The Massachusetts House and Senate last month finalized a COVID-19 relief package to assist workers and small businesses as they continue to deal with the economic fallout from the coronavirus pandemic. The comprehensive legislation includes unemployment insurance rate relief for businesses, tax relief for unemployed workers and businesses that received federal Paycheck Protection Program loans, an extension to the income tax filing deadline, and new emergency paid sick leave benefits for workers.
The emergency paid sick leave provision included within the bill was based on legislation filed last year by Senator Jason Lewis and Representatives Paul Donato and Sean Garballey to respond to the COVID-19 public health emergency.
“No worker should have to choose between staying home if they risk spreading COVID-19 and earning a paycheck to support their family, but unfortunately this impossible choice faces many workers who do not have adequate job-protected paid sick leave during this pandemic, especially low-income essential workers,” said Senator Jason Lewis. “I’m very pleased that emergency paid sick time is included within this legislation, and grateful to my colleagues, the Raise Up coalition and business leaders for working collaboratively to make this possible.”
“Giving working people access to up to 40 hours of paid time off if they contract the virus, need to quarantine, or care for a family member affected by COVID will bring defeating this virus within reach,” said Chris Condon, Political Director of the Service Employees International Union (SEIU) Local 509 and a member of the Raise Up Massachusetts coalition. “The strong advocacy of our grassroots coalition of community organizations, faith-based groups, and labor unions and the consistent leadership of Senator Lewis and Representatives Donato and Garballey mean that this important measure will soon be available to Massachusetts working people and their loved ones.”
Employers will be required to provide emergency paid sick time to employees who are unable to work due to the coronavirus, including those who are self-isolating; receiving medical treatment or an immunization; recovering from a disability due to COVID-19; complying with a quarantine order; caring for a family member including a domestic partner; or are unable to telework due to COVID-19. The bill also establishes a COVID-19 Emergency Paid Sick Leave Fund, which will be administered by the Executive Office for Administration and Finance and used to reimburse eligible employers for providing emergency paid sick leave to their employees.
The relief package includes a two-year unemployment insurance (UI) rate freeze for employers to mitigate the impact of a scheduled April rate increase.
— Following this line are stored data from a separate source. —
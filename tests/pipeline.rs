mod support;

use camino::Utf8PathBuf;

use world_history_timeline::budget::RunBudget;
use world_history_timeline::cache::MemoryEntityCache;
use world_history_timeline::domain::CoordinateSource;
use world_history_timeline::fetcher::{CachingFetcher, RetryPolicy, RetryingFetcher};
use world_history_timeline::pipeline::{ItemStatus, NoopProgress, Pipeline, PipelineOptions};
use world_history_timeline::record::NormalizedRecord;
use world_history_timeline::sink::{JsonDirSink, MemorySink, UpsertOutcome};

use support::{MockSource, coordinate_claim, entity, id, reference_claim, time_claim};

fn options() -> PipelineOptions {
    PipelineOptions {
        max_fallback_hops: 4,
        language: "en".to_string(),
        run_timeout: None,
    }
}

fn battles() -> MockSource {
    MockSource::new(vec![
        entity(
            "Q1",
            "Battle of Brussels",
            &[
                ("P625", vec![coordinate_claim(50.85, 4.35)]),
                ("P580", vec![time_claim("+1830-09-23T00:00:00Z")]),
                ("P582", vec![time_claim("+1830-09-27T00:00:00Z")]),
            ],
        ),
        entity("Q2", "Siege of Vienna", &[("P131", vec![reference_claim("Q3")])]),
        entity("Q3", "Vienna", &[("P625", vec![coordinate_claim(48.2, 16.3)])]),
        entity("Q4", "Unplaced skirmish", &[]),
    ])
}

#[test]
fn end_to_end_direct_and_admin_region() {
    let source = battles();
    let cache = MemoryEntityCache::new();
    let pipeline = Pipeline::new(CachingFetcher::new(&source, &cache), MemorySink::new(), options());

    let summary = pipeline.run(&[id("Q1"), id("Q2")], &NoopProgress);
    assert_eq!(summary.written, 2);

    let q1 = pipeline.sink().get(&id("Q1")).unwrap();
    assert_eq!(q1.latitude, Some(50.85));
    assert_eq!(q1.longitude, Some(4.35));
    assert_eq!(q1.coordinate_source, CoordinateSource::Direct);
    assert_eq!(q1.label.as_deref(), Some("Battle of Brussels"));
    assert_eq!(q1.start_time.as_deref(), Some("+1830-09-23T00:00:00Z"));
    assert_eq!(q1.end_time.as_deref(), Some("+1830-09-27T00:00:00Z"));
    assert_eq!(q1.start_year, Some(1830));

    let q2 = pipeline.sink().get(&id("Q2")).unwrap();
    assert_eq!(q2.latitude, Some(48.2));
    assert_eq!(q2.longitude, Some(16.3));
    assert_eq!(q2.coordinate_source, CoordinateSource::AdminRegion);
    assert_eq!(q2.raw_entity.id, id("Q2"));
    assert_eq!(q2.start_time, None);
}

#[test]
fn failures_are_isolated_and_counted() {
    let source = battles();
    let cache = MemoryEntityCache::new();
    let pipeline = Pipeline::new(CachingFetcher::new(&source, &cache), MemorySink::new(), options());

    let ids = [id("Q1"), id("Q404"), id("Q2"), id("Q4")];
    let summary = pipeline.run(&ids, &NoopProgress);

    assert_eq!(summary.total, 4);
    assert_eq!(summary.written, 3);
    assert_eq!(summary.failed, 1);
    assert_eq!(summary.resolved_direct, 1);
    assert_eq!(summary.resolved_fallback, 1);
    assert_eq!(summary.unresolved, 1);
    assert_eq!(summary.skipped, 0);

    let statuses: Vec<_> = summary.items.iter().map(|item| (item.id.as_str(), item.status)).collect();
    assert_eq!(
        statuses,
        vec![
            ("Q1", ItemStatus::Written),
            ("Q404", ItemStatus::Failed),
            ("Q2", ItemStatus::Written),
            ("Q4", ItemStatus::Written),
        ]
    );
    assert!(summary.items[1].error.as_deref().unwrap().contains("Q404"));

    let q4 = pipeline.sink().get(&id("Q4")).unwrap();
    assert_eq!(q4.coordinate_source, CoordinateSource::None);
    assert!(q4.latitude.is_none() && q4.longitude.is_none());
}

#[test]
fn shared_references_are_fetched_once_per_run() {
    let source = MockSource::new(vec![
        entity("Q10", "First battle", &[("P276", vec![reference_claim("Q90")])]),
        entity("Q11", "Second battle", &[("P276", vec![reference_claim("Q90")])]),
        entity("Q90", "Paris", &[("P625", vec![coordinate_claim(48.8566, 2.3522)])]),
    ]);
    let cache = MemoryEntityCache::new();
    let pipeline = Pipeline::new(CachingFetcher::new(&source, &cache), MemorySink::new(), options());

    let summary = pipeline.run(&[id("Q10"), id("Q11")], &NoopProgress);

    assert_eq!(summary.resolved_fallback, 2);
    assert_eq!(source.calls_for("Q90"), 1);
}

#[test]
fn rerun_updates_instead_of_inserting() {
    let source = battles();
    let cache = MemoryEntityCache::new();
    let pipeline = Pipeline::new(CachingFetcher::new(&source, &cache), MemorySink::new(), options());

    let first = pipeline.run(&[id("Q1")], &NoopProgress);
    let second = pipeline.run(&[id("Q1")], &NoopProgress);

    assert_eq!(first.inserted, 1);
    assert_eq!(second.updated, 1);
    assert_eq!(second.items[0].outcome, Some(UpsertOutcome::Updated));
    assert_eq!(pipeline.sink().len(), 1);
    assert_eq!(source.calls_for("Q1"), 1);
}

#[test]
fn transient_failures_are_retried_by_the_caller() {
    let source = battles().failing_transiently("Q1");
    let cache = MemoryEntityCache::new();
    let fetcher = RetryingFetcher::new(
        CachingFetcher::new(&source, &cache),
        RetryPolicy {
            retries: 2,
            base_delay: std::time::Duration::ZERO,
        },
    );
    let pipeline = Pipeline::new(fetcher, MemorySink::new(), options());

    let summary = pipeline.run(&[id("Q1"), id("Q2")], &NoopProgress);

    assert_eq!(summary.failed, 1);
    assert_eq!(summary.written, 1);
    assert_eq!(source.calls_for("Q1"), 3);
}

#[test]
fn exhausted_budget_skips_remaining_items() {
    let source = battles();
    let cache = MemoryEntityCache::new();
    let pipeline = Pipeline::new(CachingFetcher::new(&source, &cache), MemorySink::new(), options());
    let budget = RunBudget::unbounded();
    budget.cancel();

    let summary = pipeline.run_within(&[id("Q1"), id("Q2")], &budget, &NoopProgress);

    assert_eq!(summary.skipped, 2);
    assert_eq!(summary.written, 0);
    assert_eq!(source.total_calls(), 0);
}

#[test]
fn resolve_one_does_not_write() {
    let source = battles();
    let cache = MemoryEntityCache::new();
    let pipeline = Pipeline::new(CachingFetcher::new(&source, &cache), MemorySink::new(), options());

    let record = pipeline.resolve_one(&id("Q2")).unwrap();

    assert_eq!(record.coordinate_source, CoordinateSource::AdminRegion);
    assert!(pipeline.sink().is_empty());
}

#[test]
fn json_dir_sink_round_trips_records() {
    let temp = tempfile::tempdir().unwrap();
    let root = Utf8PathBuf::from_path_buf(temp.path().join("records")).unwrap();
    let source = battles();
    let cache = MemoryEntityCache::new();
    let pipeline = Pipeline::new(
        CachingFetcher::new(&source, &cache),
        JsonDirSink::new(root.clone()),
        options(),
    );

    let first = pipeline.run(&[id("Q2")], &NoopProgress);
    let second = pipeline.run(&[id("Q2")], &NoopProgress);
    assert_eq!(first.inserted, 1);
    assert_eq!(second.updated, 1);

    let content = std::fs::read_to_string(root.join("Q2.json").as_std_path()).unwrap();
    let record: NormalizedRecord = serde_json::from_str(&content).unwrap();
    assert_eq!(record.coordinate_source, CoordinateSource::AdminRegion);
    assert_eq!(record.latitude, Some(48.2));
    assert_eq!(record.raw_entity.labels.get("en").map(String::as_str), Some("Siege of Vienna"));
}
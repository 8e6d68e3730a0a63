use std::sync::Arc;
use std::sync::atomic::{AtomicBool, Ordering};
use std::time::{Duration, Instant};

use crate::error::TimelineError;

/// Run-level deadline plus a shared cancel flag. Checked between identifiers
/// and between resolution hops, never in the middle of a fetch.
#[derive(Debug, Clone, Default)]
pub struct RunBudget {
    deadline: Option<Instant>,
    cancelled: Arc<AtomicBool>,
}

impl RunBudget {
    pub fn unbounded() -> Self {
        Self::default()
    }

    pub fn with_timeout(timeout: Duration) -> Self {
        Self {
            deadline: Instant::now().checked_add(timeout),
            cancelled: Arc::new(AtomicBool::new(false)),
        }
    }

    pub fn from_timeout(timeout: Option<Duration>) -> Self {
        timeout.map(Self::with_timeout).unwrap_or_default()
    }

    pub fn cancel(&self) {
        self.cancelled.store(true, Ordering::SeqCst);
    }

    pub fn is_exhausted(&self) -> bool {
        self.cancelled.load(Ordering::SeqCst)
            || self
                .deadline
                .is_some_and(|deadline| Instant::now() >= deadline)
    }

    pub fn check(&self) -> Result<(), TimelineError> {
        if self.is_exhausted() {
            return Err(TimelineError::Cancelled);
        }
        Ok(())
    }
}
It also waives state taxes on forgiven federal Paycheck Protection Program (PPP) loans as well as federal Economic Injury Disaster Loans.
In addition to mitigating the scheduled UI rate increase, the bill authorizes up to $7 billion in low-interest borrowing to repay federal UI loans and includes a temporary two-year employer assessment to ensure the state’s UI Trust Fund remains solvent.
The bill also provides tax relief for lower-income workers who collected unemployment benefits in 2020 and 2021; these individuals can deduct the first $10,200 in unemployment compensation received in both calendar years. The bill prohibits the Department of Revenue from imposing any tax penalties for 2020 based solely on a failure to remit taxes on unemployment compensation. Taxpayers who have already been assessed the penalty will receive an abatement.
Finally, the bill creates a special commission to study and develop recommendations for the long-term solvency of the Unemployment Insurance Trust Fund, with a report due by December 15, 2021.
The legislation now awaits action by Governor Charlie Baker, who is expected to sign the bill into law soon.